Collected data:

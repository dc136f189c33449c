use std::fs::File;
use std::io::{BufRead, BufReader, Read};
use std::path::Path;
use std::sync::Arc;

use serde::Serialize;
use sha2::{Digest, Sha256};
use tokio::sync::mpsc;
use tokio::task::JoinHandle;
use tracing::{debug, info, instrument};
use zip::ZipArchive;

use crate::config::SourceConfig;
use crate::constants;
use crate::domain::FileType;
use crate::error::{EtlError, Result};
use crate::pipeline::CancelFlag;

/// One delimited line of a source file, fields split but not yet interpreted
#[derive(Debug, Clone, PartialEq)]
pub struct RawRow {
    /// 1-based line number in the (decompressed) text file
    pub line: u64,
    pub fields: Vec<String>,
}

/// A bounded batch of rows from one source
#[derive(Debug, Clone)]
pub struct RawChunk {
    pub source_index: usize,
    pub file_type: FileType,
    pub file_name: Arc<str>,
    /// Position of this chunk within its source, starting at 0
    pub sequence: usize,
    pub rows: Vec<RawRow>,
}

/// Facts about a fully read source, recorded in the run manifest
#[derive(Debug, Clone, PartialEq, Serialize)]
pub struct ExtractedSource {
    pub source_index: usize,
    pub file_type: FileType,
    pub path: String,
    /// Entry read from a zip archive, if the source was one
    pub archive_entry: Option<String>,
    pub sha256: String,
    pub bytes: u64,
    pub rows: u64,
    pub chunks: usize,
}

/// Messages an extraction worker sends to the normalizer
#[derive(Debug)]
pub enum ExtractMessage {
    Chunk(RawChunk),
    Finished(ExtractedSource),
}

/// Bulk download URL for a file type and election cycle
pub fn bulk_url(file_type: FileType, cycle: u16) -> String {
    format!(
        "{}/{}/{}{:02}.zip",
        constants::FEC_BULK_BASE_URL,
        cycle,
        file_type.bulk_prefix(),
        cycle % 100
    )
}

/// SHA-256 and byte length of a file, streamed
pub fn checksum_file(path: &Path) -> Result<(String, u64)> {
    let file = File::open(path).map_err(|e| EtlError::io(path, e))?;
    let mut reader = BufReader::new(file);
    let mut hasher = Sha256::new();
    let mut buf = [0u8; 64 * 1024];
    let mut total = 0u64;
    loop {
        let n = reader.read(&mut buf).map_err(|e| EtlError::io(path, e))?;
        if n == 0 {
            break;
        }
        hasher.update(&buf[..n]);
        total += n as u64;
    }
    Ok((hex::encode(hasher.finalize()), total))
}

fn is_zip(path: &Path) -> bool {
    path.extension()
        .and_then(|e| e.to_str())
        .map(|e| e.eq_ignore_ascii_case("zip"))
        .unwrap_or(false)
}

/// Pick the archive entry holding the data: the first `.txt` entry, else the first file
fn select_entry<R: Read + std::io::Seek>(archive: &mut ZipArchive<R>, path: &Path) -> Result<usize> {
    let mut first_file = None;
    for idx in 0..archive.len() {
        let entry = archive.by_index(idx).map_err(|e| EtlError::Zip {
            path: path.to_path_buf(),
            message: e.to_string(),
        })?;
        if entry.is_dir() {
            continue;
        }
        if entry.name().to_ascii_lowercase().ends_with(".txt") {
            return Ok(idx);
        }
        first_file.get_or_insert(idx);
    }
    first_file.ok_or_else(|| EtlError::Zip {
        path: path.to_path_buf(),
        message: "archive contains no data file".to_string(),
    })
}

/// Split delimited text into rows and hand them to `on_chunk` in batches of `chunk_size`
fn stream_rows<R: Read>(
    reader: R,
    source: &SourceConfig,
    chunk_size: usize,
    cancel: &CancelFlag,
    on_chunk: &mut dyn FnMut(Vec<RawRow>) -> Result<()>,
) -> Result<(u64, usize)> {
    let delimiter = u8::try_from(source.delimiter()).map_err(|_| {
        EtlError::Config(format!(
            "delimiter of {} must be a single-byte character",
            source.display_name()
        ))
    })?;

    // FEC bulk text is not quoted: a stray double quote is part of the value.
    // Lines are counted physically, blank ones included, so exclusions point at the file.
    let mut reader = BufReader::new(reader);
    let mut buf = Vec::with_capacity(1024);
    let mut batch = Vec::with_capacity(chunk_size.min(8192));
    let mut line = 0u64;
    let mut rows = 0u64;
    let mut chunks = 0usize;

    loop {
        buf.clear();
        let read = reader
            .read_until(b'\n', &mut buf)
            .map_err(|e| EtlError::io(&source.path, e))?;
        if read == 0 {
            break;
        }
        line += 1;
        let text = buf.strip_suffix(b"\n").unwrap_or(&buf[..]);
        let text = text.strip_suffix(b"\r").unwrap_or(text);
        if text.iter().all(u8::is_ascii_whitespace) {
            continue;
        }
        let fields: Vec<String> = text
            .split(|b| *b == delimiter)
            .map(|f| String::from_utf8_lossy(f).trim().to_string())
            .collect();
        rows += 1;
        batch.push(RawRow { line, fields });

        if batch.len() >= chunk_size {
            if cancel.is_cancelled() {
                return Err(EtlError::Cancelled);
            }
            on_chunk(std::mem::take(&mut batch))?;
            chunks += 1;
        }
    }
    if !batch.is_empty() {
        on_chunk(batch)?;
        chunks += 1;
    }
    Ok((rows, chunks))
}

/// Read one source (plain text or zip) in chunks, synchronously
#[instrument(skip(source, cancel, on_chunk), fields(file_type = %source.file_type, path = %source.path.display()))]
pub fn read_source(
    source_index: usize,
    source: &SourceConfig,
    chunk_size: usize,
    cancel: &CancelFlag,
    on_chunk: &mut dyn FnMut(RawChunk) -> Result<()>,
) -> Result<ExtractedSource> {
    let path = source.path.as_path();
    let (sha256, bytes) = checksum_file(path)?;
    crate::metrics::extract::bytes_read(source.file_type.as_str(), bytes);

    let file_name: Arc<str> = Arc::from(source.display_name());
    let mut sequence = 0usize;
    let mut emit = |rows: Vec<RawRow>| -> Result<()> {
        crate::metrics::extract::chunk_sent(source.file_type.as_str(), rows.len());
        let chunk = RawChunk {
            source_index,
            file_type: source.file_type,
            file_name: file_name.clone(),
            sequence,
            rows,
        };
        sequence += 1;
        on_chunk(chunk)
    };

    let file = File::open(path).map_err(|e| EtlError::io(path, e))?;
    let (archive_entry, (rows, chunks)) = if is_zip(path) {
        let mut archive = ZipArchive::new(file).map_err(|e| EtlError::Zip {
            path: path.to_path_buf(),
            message: e.to_string(),
        })?;
        let idx = select_entry(&mut archive, path)?;
        let entry = archive.by_index(idx).map_err(|e| EtlError::Zip {
            path: path.to_path_buf(),
            message: e.to_string(),
        })?;
        let name = entry.name().to_string();
        debug!("Reading archive entry {}", name);
        let counts = stream_rows(entry, source, chunk_size, cancel, &mut emit)?;
        (Some(name), counts)
    } else {
        let counts = stream_rows(BufReader::new(file), source, chunk_size, cancel, &mut emit)?;
        (None, counts)
    };

    info!("Extracted {} rows in {} chunks from {}", rows, chunks, file_name);
    Ok(ExtractedSource {
        source_index,
        file_type: source.file_type,
        path: path.display().to_string(),
        archive_entry,
        sha256,
        bytes,
        rows,
        chunks,
    })
}

/// Spawn a blocking worker that streams one source into the bounded channel.
///
/// The worker owns its input and only talks to the rest of the pipeline through `tx`;
/// when the receiver is gone the worker stops with `Cancelled`.
pub fn spawn_extract_worker(
    source_index: usize,
    source: SourceConfig,
    chunk_size: usize,
    cancel: CancelFlag,
    tx: mpsc::Sender<ExtractMessage>,
) -> JoinHandle<Result<()>> {
    tokio::task::spawn_blocking(move || {
        let mut send = |chunk: RawChunk| -> Result<()> {
            tx.blocking_send(ExtractMessage::Chunk(chunk))
                .map_err(|_| EtlError::Cancelled)
        };
        let extracted = read_source(source_index, &source, chunk_size, &cancel, &mut send)?;
        tx.blocking_send(ExtractMessage::Finished(extracted))
            .map_err(|_| EtlError::Cancelled)
    })
}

_ASSIGNED TASK_.
How many lines above contain the word "counts"? Answer with the number alone.

_ANSWER TO THIS EXERCISE_.
4